Poor pay and conditions isn’t just a problem for those forced to turn to payday lenders or foodbanks. We’re all paying the price. Public funds are increasingly diverted to prop up our low wage economy and support rewards for those at the top. Under this Government, while public services have been cut, housing benefit paid to working people has increased by 60% and, in his review of low pay, Alan Buckle estimated that the cost to the public purse of paying workers below the living wage is £3.23billion in benefits and lost taxes.
So what’s to be done? Labour has already committed to increasing the Minimum Wage so it’s closer to average earnings, incentivising employers to pay the living wage through tax breaks, ending exploitative zero-hours contracts and strengthening the enforcement of the National Minimum Wage (NMW) by giving local authorities a bigger role. Our strategy for growth will also create higher quality jobs, backed by greater investment in skills. But let’s not stop there.

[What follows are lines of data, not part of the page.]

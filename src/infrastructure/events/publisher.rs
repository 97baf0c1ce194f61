//! Event Publisher Implementation
//!
//! 播放事件通过 broadcast 通道推送给宿主的订阅者

use std::sync::Arc;
use tokio::sync::broadcast;

use crate::application::ports::{PlaybackEvent, PlaybackEventPort};

/// 事件发布器
pub struct EventPublisher {
    channel: broadcast::Sender<PlaybackEvent>,
}

impl EventPublisher {
    pub fn new() -> Self {
        Self::with_capacity(100)
    }

    pub fn with_capacity(capacity: usize) -> Self {
        let (tx, _) = broadcast::channel(capacity);
        Self { channel: tx }
    }

    pub fn arc(self) -> Arc<Self> {
        Arc::new(self)
    }

    /// 订阅播放事件
    pub fn subscribe(&self) -> broadcast::Receiver<PlaybackEvent> {
        self.channel.subscribe()
    }
}

impl PlaybackEventPort for EventPublisher {
    fn publish(&self, event: PlaybackEvent) {
        if let Err(e) = self.channel.send(event) {
            tracing::debug!(
                error = %e,
                "Failed to publish playback event (no receivers)"
            );
        }
    }
}

impl Default for EventPublisher {
    fn default() -> Self {
        Self::new()
    }
}
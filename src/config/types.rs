//! Configuration Types
//!
//! 定义所有配置结构体。各组件的配置类型在组件内部定义，这里只做汇总

use serde::Deserialize;

use crate::application::{LocatorConfig, PlaybackConfig};
use crate::domain::{SegmentConfig, ValidatorConfig};
use crate::infrastructure::adapters::{LayoutConfig, SimulatedSpeechConfig};
use crate::infrastructure::memory::CacheConfig;

/// 应用主配置
#[derive(Debug, Clone, Default, Deserialize)]
pub struct AppConfig {
    /// 分句配置
    #[serde(default)]
    pub segmenter: SegmentConfig,

    /// 定位配置
    #[serde(default)]
    pub locator: LocatorConfig,

    /// 位置校验阈值
    #[serde(default)]
    pub validator: ValidatorConfig,

    /// 定位结果缓存
    #[serde(default)]
    pub cache: CacheConfig,

    /// 播放配置
    #[serde(default)]
    pub playback: PlaybackConfig,

    /// 语音引擎配置
    #[serde(default)]
    pub speech: SpeechConfig,

    /// 内存文档排版
    #[serde(default)]
    pub layout: LayoutConfig,

    /// 日志配置
    #[serde(default)]
    pub log: LogConfig,
}

/// 语音引擎配置
#[derive(Debug, Clone, Default, Deserialize)]
pub struct SpeechConfig {
    /// 主引擎
    #[serde(default)]
    pub engine: SimulatedSpeechConfig,

    /// 是否配置备用引擎
    #[serde(default)]
    pub fallback_enabled: bool,
}

impl SpeechConfig {
    /// 备用引擎配置（与主引擎节奏相同，名称加后缀）
    pub fn fallback_engine(&self) -> Option<SimulatedSpeechConfig> {
        self.fallback_enabled.then(|| SimulatedSpeechConfig {
            name: format!("{}-fallback", self.engine.name),
            ..self.engine.clone()
        })
    }
}

/// 日志配置
#[derive(Debug, Clone, Deserialize)]
pub struct LogConfig {
    /// 日志级别
    #[serde(default = "default_log_level")]
    pub level: String,

    /// 是否启用 JSON 格式
    #[serde(default)]
    pub json: bool,
}

fn default_log_level() -> String {
    "info".to_string()
}

impl Default for LogConfig {
    fn default() -> Self {
        Self {
            level: default_log_level(),
            json: false,
        }
    }
}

Many Labour Councils have set an example by paying the living wage. We should ensure all public bodies are living wage employers and use the power of procurement to enforce it more widely. Local Labour Parties can live their values by putting themselves at the heart of living wage campaigns, and use consumer pressure to encourage its use. We could improve our already strong policy offer for young people by ending the lower rate of the NMW for the under-22’s.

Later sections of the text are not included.